Look through the records and copy each line with the string "Option" in it.

------ Material for the task

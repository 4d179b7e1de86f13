//! Dynamic scalar values read from subjects and configured on rules.
//!
//! # Design
//!
//! Property values and rule values share one type. Comparisons between them
//! are *loose*: numeric strings compare as numbers, everything else falls
//! back to a byte-wise comparison of the textual form. All coercion lives in
//! this file so the validator never guesses at types itself.

use std::borrow::Cow;
use std::cmp::Ordering;
use std::fmt;

use serde::{Deserialize, Serialize};

/// A dynamically typed scalar.
///
/// `Null` is the "unset" marker: a property holding `Null` is treated exactly
/// like a property that is absent.
#[derive(Debug, Clone, PartialEq, Default, Serialize, Deserialize)]
#[serde(untagged)]
pub enum Value {
    #[default]
    Null,
    Bool(bool),
    Int(i64),
    Float(f64),
    Text(String),
}

impl Value {
    /// Whether the value counts as set (anything but `Null`).
    pub const fn is_set(&self) -> bool {
        !matches!(self, Self::Null)
    }

    /// Truthiness used by flag rules (`required`, `unique`, `immutable`).
    ///
    /// Empty text and `"0"` are false, as are zero numbers.
    pub fn is_truthy(&self) -> bool {
        match self {
            Self::Null => false,
            Self::Bool(b) => *b,
            Self::Int(i) => *i != 0,
            Self::Float(f) => *f != 0.0,
            Self::Text(s) => !s.is_empty() && s != "0",
        }
    }

    /// Borrow the string payload, if this is a `Text` value.
    pub fn as_str(&self) -> Option<&str> {
        match self {
            Self::Text(s) => Some(s),
            _ => None,
        }
    }

    /// Textual form used by length and format checks.
    ///
    /// | Value            | Text      |
    /// |------------------|-----------|
    /// | `Null`           | `""`      |
    /// | `Bool(true)`     | `"1"`     |
    /// | `Bool(false)`    | `""`      |
    /// | `Int(10)`        | `"10"`    |
    /// | `Float(10.0)`    | `"10"`    |
    /// | `Float(10.5)`    | `"10.5"`  |
    /// | `Text(s)`        | `s`       |
    pub fn as_text(&self) -> Cow<'_, str> {
        match self {
            Self::Null | Self::Bool(false) => Cow::Borrowed(""),
            Self::Bool(true) => Cow::Borrowed("1"),
            Self::Int(i) => Cow::Owned(i.to_string()),
            Self::Float(f) => Cow::Owned(float_text(*f)),
            Self::Text(s) => Cow::Borrowed(s),
        }
    }

    /// Numeric view of the value.
    ///
    /// Numbers are returned as-is; text is parsed when it is a numeric string
    /// (see [`parse_numeric`]). Booleans and `Null` are not numeric.
    pub fn as_number(&self) -> Option<f64> {
        match self {
            Self::Int(i) => Some(*i as f64),
            Self::Float(f) => Some(*f),
            Self::Text(s) => parse_numeric(s),
            Self::Null | Self::Bool(_) => None,
        }
    }

    /// Integer view of the value, truncating fractions. Non-numeric values
    /// yield `0`.
    pub fn as_integer(&self) -> i64 {
        match self {
            Self::Int(i) => *i,
            Self::Bool(b) => i64::from(*b),
            other => other.as_number().map_or(0, |n| n.trunc() as i64),
        }
    }

    /// Whether the value is a number or a numeric string.
    pub fn is_numeric(&self) -> bool {
        self.as_number().is_some()
    }

    /// Loose ordering between two values.
    ///
    /// - Either side boolean or null: compare truthiness.
    /// - Both sides numeric: compare numerically (integers exactly).
    /// - Otherwise: compare textual forms byte-wise.
    pub fn loose_cmp(&self, other: &Value) -> Ordering {
        match (self, other) {
            (Self::Null | Self::Bool(_), _) | (_, Self::Null | Self::Bool(_)) => {
                self.is_truthy().cmp(&other.is_truthy())
            }
            (Self::Int(a), Self::Int(b)) => a.cmp(b),
            _ => match (self.as_number(), other.as_number()) {
                (Some(a), Some(b)) => a.partial_cmp(&b).unwrap_or(Ordering::Equal),
                _ => self.as_text().as_bytes().cmp(other.as_text().as_bytes()),
            },
        }
    }

    /// Loose equality, consistent with [`Value::loose_cmp`].
    pub fn loose_eq(&self, other: &Value) -> bool {
        self.loose_cmp(other) == Ordering::Equal
    }
}

impl fmt::Display for Value {
    fn fmt(&self, f: &mut fmt::Formatter<'_>) -> fmt::Result {
        f.write_str(&self.as_text())
    }
}

impl From<bool> for Value {
    fn from(b: bool) -> Self {
        Self::Bool(b)
    }
}

impl From<i64> for Value {
    fn from(i: i64) -> Self {
        Self::Int(i)
    }
}

impl From<i32> for Value {
    fn from(i: i32) -> Self {
        Self::Int(i64::from(i))
    }
}

impl From<usize> for Value {
    fn from(n: usize) -> Self {
        i64::try_from(n).map_or(Self::Float(n as f64), Self::Int)
    }
}

impl From<f64> for Value {
    fn from(f: f64) -> Self {
        Self::Float(f)
    }
}

impl From<&str> for Value {
    fn from(s: &str) -> Self {
        Self::Text(s.to_owned())
    }
}

impl From<String> for Value {
    fn from(s: String) -> Self {
        Self::Text(s)
    }
}

impl<T: Into<Value>> From<Option<T>> for Value {
    fn from(opt: Option<T>) -> Self {
        opt.map_or(Self::Null, Into::into)
    }
}

/// Parse a numeric string.
///
/// Accepted grammar, after trimming surrounding ASCII whitespace:
///
/// ```text
/// [+-]? ( digits [ '.' digits? ] | '.' digits ) ( [eE] [+-]? digits )?
/// ```
///
/// Anything else (including `inf`, `nan`, hex, trailing garbage such as
/// `"10f"`) is not numeric.
pub fn parse_numeric(s: &str) -> Option<f64> {
    let trimmed = s.trim_matches(|c: char| c.is_ascii_whitespace() || c == '\x0b');
    let bytes = trimmed.as_bytes();
    let mut i = 0;

    if matches!(bytes.first(), Some(b'+' | b'-')) {
        i += 1;
    }

    let int_start = i;
    while bytes.get(i).is_some_and(u8::is_ascii_digit) {
        i += 1;
    }
    let mut mantissa_digits = i - int_start;

    if bytes.get(i) == Some(&b'.') {
        i += 1;
        let frac_start = i;
        while bytes.get(i).is_some_and(u8::is_ascii_digit) {
            i += 1;
        }
        mantissa_digits += i - frac_start;
    }

    if mantissa_digits == 0 {
        return None;
    }

    if matches!(bytes.get(i), Some(b'e' | b'E')) {
        let mut j = i + 1;
        if matches!(bytes.get(j), Some(b'+' | b'-')) {
            j += 1;
        }
        let exp_start = j;
        while bytes.get(j).is_some_and(u8::is_ascii_digit) {
            j += 1;
        }
        if j == exp_start {
            return None;
        }
        i = j;
    }

    if i != bytes.len() {
        return None;
    }

    trimmed.parse::<f64>().ok()
}

/// Render a float the way integral amounts are usually written: `10.0` is
/// `"10"`, `10.5` stays `"10.5"`.
fn float_text(f: f64) -> String {
    if f.is_finite() && f.fract() == 0.0 && f.abs() < 1e15 {
        format!("{}", f as i64)
    } else if f.is_nan() {
        "NAN".to_owned()
    } else if f.is_infinite() {
        if f > 0.0 { "INF".to_owned() } else { "-INF".to_owned() }
    } else {
        f.to_string()
    }
}

#[cfg(test)]
mod tests {
    use super::*;

    #[test]
    fn null_is_unset() {
        assert!(!Value::Null.is_set());
        assert!(Value::Text(String::new()).is_set());
        assert!(Value::Bool(false).is_set());
    }

    #[test]
    fn truthiness() {
        assert!(Value::from(true).is_truthy());
        assert!(Value::from("group").is_truthy());
        assert!(!Value::from("0").is_truthy());
        assert!(!Value::from("").is_truthy());
        assert!(!Value::from(0).is_truthy());
        assert!(!Value::Null.is_truthy());
    }

    #[test]
    fn text_forms() {
        assert_eq!(Value::from(10.0).as_text(), "10");
        assert_eq!(Value::from(10.5).as_text(), "10.5");
        assert_eq!(Value::from(-3).as_text(), "-3");
        assert_eq!(Value::from(true).as_text(), "1");
        assert_eq!(Value::from(false).as_text(), "");
        assert_eq!(Value::Null.as_text(), "");
    }

    #[test]
    fn numeric_strings() {
        assert_eq!(parse_numeric("10"), Some(10.0));
        assert_eq!(parse_numeric(" -5.25 "), Some(-5.25));
        assert_eq!(parse_numeric("+.5"), Some(0.5));
        assert_eq!(parse_numeric("5."), Some(5.0));
        assert_eq!(parse_numeric("1e3"), Some(1000.0));
        assert_eq!(parse_numeric("10f"), None);
        assert_eq!(parse_numeric("1e"), None);
        assert_eq!(parse_numeric("."), None);
        assert_eq!(parse_numeric(""), None);
        assert_eq!(parse_numeric("inf"), None);
        assert_eq!(parse_numeric("NaN"), None);
        assert_eq!(parse_numeric("0x1A"), None);
    }

    #[test]
    fn loose_cmp_numeric_strings_compare_as_numbers() {
        // "12" vs "10" would also pass byte-wise; "9" vs "10" would not.
        assert_eq!(Value::from("9").loose_cmp(&Value::from("10")), Ordering::Less);
        assert_eq!(Value::from("12").loose_cmp(&Value::from(10)), Ordering::Greater);
        assert_eq!(Value::from(10).loose_cmp(&Value::from(10.0)), Ordering::Equal);
    }

    #[test]
    fn loose_cmp_non_numeric_falls_back_to_text() {
        assert_eq!(Value::from("abc").loose_cmp(&Value::from("abd")), Ordering::Less);
        assert_eq!(Value::from(5).loose_cmp(&Value::from("abc")), Ordering::Less);
    }

    #[test]
    fn loose_eq_matches_numbers_against_numeric_text() {
        assert!(Value::from(6).loose_eq(&Value::from("6")));
        assert!(Value::from("6.0").loose_eq(&Value::from(6)));
        assert!(!Value::from("qux").loose_eq(&Value::from("foo")));
    }

    #[test]
    fn integer_view_truncates() {
        assert_eq!(Value::from("5").as_integer(), 5);
        assert_eq!(Value::from(5.9).as_integer(), 5);
        assert_eq!(Value::from("five").as_integer(), 0);
    }

    #[test]
    fn deserializes_untagged() {
        let v: Vec<Value> = serde_json::from_str(r#"[null, true, 3, 2.5, "x"]"#).unwrap();
        assert_eq!(
            v,
            vec![
                Value::Null,
                Value::Bool(true),
                Value::Int(3),
                Value::Float(2.5),
                Value::Text("x".into()),
            ]
        );
    }
}
//! Driven (output) ports - implemented by infrastructure.

use crate::domain::ClassRules;
use crate::error::CoreResult;

/// Port for rule metadata storage and retrieval.
///
/// Implemented by:
/// - `metaval_adapters::meta_store::InMemoryMetaStore` (loaded rule files)
#[cfg_attr(test, mockall::automock)]
pub trait MetaSource: Send + Sync {
    /// Rules of one class.
    ///
    /// Fails with `DomainError::UnknownClass` when nothing is registered
    /// under that name.
    fn get(&self, class: &str) -> CoreResult<ClassRules>;

    /// Names of every registered class, sorted.
    fn list(&self) -> CoreResult<Vec<String>>;

    /// Insert or replace the rules of a class.
    fn insert(&self, rules: ClassRules) -> CoreResult<()>;
}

------------

Worked solution:
    pub fn as_str(&self) -> Option<&str> {
    pub fn as_number(&self) -> Option<f64> {
impl<T: Into<Value>> From<Option<T>> for Value {
    fn from(opt: Option<T>) -> Self {
pub fn parse_numeric(s: &str) -> Option<f64> {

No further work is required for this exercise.